Publication year - 2006
Publication title -
australian and new zealand journal of obstetrics and gynaecology
Language(s) - English
Resource type - Journals
SCImago Journal Rank - 0.734
H-Index - 65
eISSN - 1479-828X
pISSN - 0004-8666
DOI - 10.1111/j.1479-828x.2006.00644.x
Subject(s) - medicine , urinary incontinence , caesarean section , pelvic floor , vaginal delivery , obstetrics , pregnancy , gynecology , surgery , genetics , biology
Abstract There is a detailed literature comprising clinical and anorectal physiological studies linking faecal incontinence to vaginal delivery. Specific risk factors are high infant birthweight, forceps delivery and prolonged second stage of labour. The onset of symptoms may be delayed for many years. Faecal incontinence occurs in more than 10% of adult females and urinary incontinence in about a third of multiparous women. This places a very large economic burden on the Australian health system. A conservative estimate for overall management of incontinence would be in excess of $A700 million but the actual amount is unknown.
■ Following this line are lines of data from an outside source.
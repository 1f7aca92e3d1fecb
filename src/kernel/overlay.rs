//! Region booleans in a solid's local 2D frame, backed by `i_overlay`.

use i_overlay::core::fill_rule::FillRule;
use i_overlay::core::overlay_rule::OverlayRule;
use i_overlay::float::single::SingleFloatOverlay;

use crate::math::polygon_2d::{ensure_ccw, ensure_cw, is_valid_contour, signed_area, simplify_contour};
use crate::math::{Point2, AREA_TOLERANCE};

/// Collinearity threshold applied to contours coming back from the overlay.
const SIMPLIFY_EPSILON: f64 = 1e-9;

/// A connected planar region: an outer contour and its holes.
///
/// The outer contour is counter-clockwise and holes are clockwise.
#[derive(Debug, Clone, PartialEq)]
pub struct Region {
    outer: Vec<Point2>,
    holes: Vec<Vec<Point2>>,
}

impl Region {
    /// Creates a region, normalizing contour windings.
    #[must_use]
    pub fn new(outer: &[Point2], holes: &[Vec<Point2>]) -> Self {
        Self {
            outer: ensure_ccw(outer),
            holes: holes.iter().map(|h| ensure_cw(h)).collect(),
        }
    }

    #[must_use]
    pub fn outer(&self) -> &[Point2] {
        &self.outer
    }

    #[must_use]
    pub fn holes(&self) -> &[Vec<Point2>] {
        &self.holes
    }

    /// All contours, outer first.
    pub fn contours(&self) -> impl Iterator<Item = &[Point2]> {
        std::iter::once(self.outer.as_slice()).chain(self.holes.iter().map(Vec::as_slice))
    }

    /// Net enclosed area.
    #[must_use]
    pub fn area(&self) -> f64 {
        signed_area(&self.outer).abs() - self.holes.iter().map(|h| signed_area(h).abs()).sum::<f64>()
    }

    /// Applies a 2D point map to every vertex, re-normalizing windings.
    #[must_use]
    pub fn map_points(&self, f: impl Fn(&Point2) -> Point2) -> Self {
        let outer: Vec<Point2> = self.outer.iter().map(&f).collect();
        let holes: Vec<Vec<Point2>> = self
            .holes
            .iter()
            .map(|h| h.iter().map(&f).collect())
            .collect();
        Self::new(&outer, &holes)
    }
}

/// Total net area of a region set.
#[must_use]
pub fn total_area(regions: &[Region]) -> f64 {
    regions.iter().map(Region::area).sum()
}

/// `subject − clip`.
#[must_use]
pub fn difference(subject: &[Region], clip: &[Region]) -> Vec<Region> {
    if subject.is_empty() {
        return Vec::new();
    }
    if clip.is_empty() {
        return subject.to_vec();
    }
    run(subject, clip, OverlayRule::Difference)
}

/// `subject ∩ clip`.
#[must_use]
pub fn intersection(subject: &[Region], clip: &[Region]) -> Vec<Region> {
    if subject.is_empty() || clip.is_empty() {
        return Vec::new();
    }
    run(subject, clip, OverlayRule::Intersect)
}

/// Union of a set of non-overlapping regions, merging shared edges.
#[must_use]
pub fn union(regions: &[Region]) -> Vec<Region> {
    if regions.len() <= 1 {
        return regions.to_vec();
    }
    run(&regions[..1], &regions[1..], OverlayRule::Union)
}

/// Returns `true` if both region sets cover the same area.
#[must_use]
pub fn same_coverage(a: &[Region], b: &[Region]) -> bool {
    if a.is_empty() || b.is_empty() {
        return a.is_empty() && b.is_empty();
    }
    total_area(&run(a, b, OverlayRule::Xor)) <= AREA_TOLERANCE
}

/// Returns `true` if the two region sets share a non-negligible area.
#[must_use]
pub fn overlaps(a: &[Region], b: &[Region]) -> bool {
    total_area(&intersection(a, b)) > AREA_TOLERANCE
}

fn run(subject: &[Region], clip: &[Region], rule: OverlayRule) -> Vec<Region> {
    let subject_paths = to_paths(subject);
    let clip_paths = to_paths(clip);
    let shapes: Vec<Vec<Vec<[f64; 2]>>> = subject_paths.overlay(&clip_paths, rule, FillRule::EvenOdd);
    from_shapes(&shapes)
}

fn to_paths(regions: &[Region]) -> Vec<Vec<[f64; 2]>> {
    regions
        .iter()
        .flat_map(Region::contours)
        .map(|contour| contour.iter().map(|p| [p.x, p.y]).collect())
        .collect()
}

/// Converts overlay output (shapes of contours, outer first) into regions,
/// dropping slivers.
fn from_shapes(shapes: &[Vec<Vec<[f64; 2]>>]) -> Vec<Region> {
    let mut regions = Vec::with_capacity(shapes.len());
    for shape in shapes {
        let mut contours = shape.iter().map(|path| {
            let points: Vec<Point2> = path.iter().map(|p| Point2::new(p[0], p[1])).collect();
            simplify_contour(&points, SIMPLIFY_EPSILON)
        });
        let Some(outer) = contours.next() else {
            continue;
        };
        if !is_valid_contour(&outer) {
            continue;
        }
        let holes: Vec<Vec<Point2>> = contours.filter(|h| is_valid_contour(h)).collect();
        let region = Region::new(&outer, &holes);
        if region.area() > AREA_TOLERANCE {
            regions.push(region);
        }
    }
    regions
}

#[cfg(test)]
#[allow(clippy::unwrap_used)]
mod tests {
    use super::*;
    use approx::assert_relative_eq;

    fn rect(x0: f64, y0: f64, x1: f64, y1: f64) -> Region {
        Region::new(
            &[
                Point2::new(x0, y0),
                Point2::new(x1, y0),
                Point2::new(x1, y1),
                Point2::new(x0, y1),
            ],
            &[],
        )
    }

    #[test]
    fn difference_punches_hole() {
        let result = difference(&[rect(0.0, 0.0, 10.0, 4.0)], &[rect(2.0, 1.0, 4.0, 3.0)]);
        assert_eq!(result.len(), 1);
        assert_eq!(result[0].holes().len(), 1);
        assert_relative_eq!(total_area(&result), 36.0, epsilon = 1e-6);
    }

    #[test]
    fn difference_can_split_region() {
        let result = difference(&[rect(0.0, 0.0, 10.0, 4.0)], &[rect(4.0, -1.0, 6.0, 5.0)]);
        assert_eq!(result.len(), 2);
        assert_relative_eq!(total_area(&result), 32.0, epsilon = 1e-6);
    }

    #[test]
    fn intersection_and_overlap() {
        let a = [rect(0.0, 0.0, 2.0, 2.0)];
        let b = [rect(1.0, 1.0, 3.0, 3.0)];
        assert_relative_eq!(total_area(&intersection(&a, &b)), 1.0, epsilon = 1e-6);
        assert!(overlaps(&a, &b));
        assert!(!overlaps(&a, &[rect(5.0, 5.0, 6.0, 6.0)]));
    }

    #[test]
    fn union_merges_touching_pieces() {
        let merged = union(&[rect(0.0, 0.0, 1.0, 1.0), rect(0.0, 1.0, 1.0, 2.5), rect(0.0, 2.5, 1.0, 3.0)]);
        assert_eq!(merged.len(), 1);
        assert_eq!(merged[0].outer().len(), 4);
        assert_relative_eq!(total_area(&merged), 3.0, epsilon = 1e-6);
    }

    #[test]
    fn coverage_comparison() {
        let whole = [rect(0.0, 0.0, 2.0, 1.0)];
        let halves = [rect(0.0, 0.0, 1.0, 1.0), rect(1.0, 0.0, 2.0, 1.0)];
        assert!(same_coverage(&whole, &halves));
        assert!(!same_coverage(&whole, &[rect(0.0, 0.0, 1.0, 1.0)]));
        assert!(same_coverage(&[], &[]));
    }

    #[test]
    fn region_windings_are_normalized() {
        let region = Region::new(
            &[Point2::new(0.0, 0.0), Point2::new(0.0, 1.0), Point2::new(1.0, 1.0), Point2::new(1.0, 0.0)],
            &[vec![Point2::new(0.2, 0.2), Point2::new(0.4, 0.2), Point2::new(0.4, 0.4)]],
        );
        assert!(signed_area(region.outer()) > 0.0);
        assert!(signed_area(&region.holes()[0]) < 0.0);
    }
}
Preventative measures for avoiding pelvic floor injuries need to be established, and safe obstetric practice needs to be redefined in the light of current knowledge about incontinence. Outcome measures for safe birthing should not only include infant and maternal mortality and infant morbidity, but should also include the long‐term effects of vaginal delivery on the pelvic floor, particularly urinary and faecal incontinence. Several state reports and one federal senate report on safe birthing have been lacking in this area. The safety of birthing centres and home birthing needs to be examined to provide birthing mothers with complete and appropriate information about safety in order that they may consider their options. Appropriate Caesarean section rates for optimal birthing safety are unknown and need to be re‐examined. Calls for overall reduction in Caesarean section rates in Australia are inappropriate and cannot be justified until the effects of pelvic floor injury are added to the overall assessment.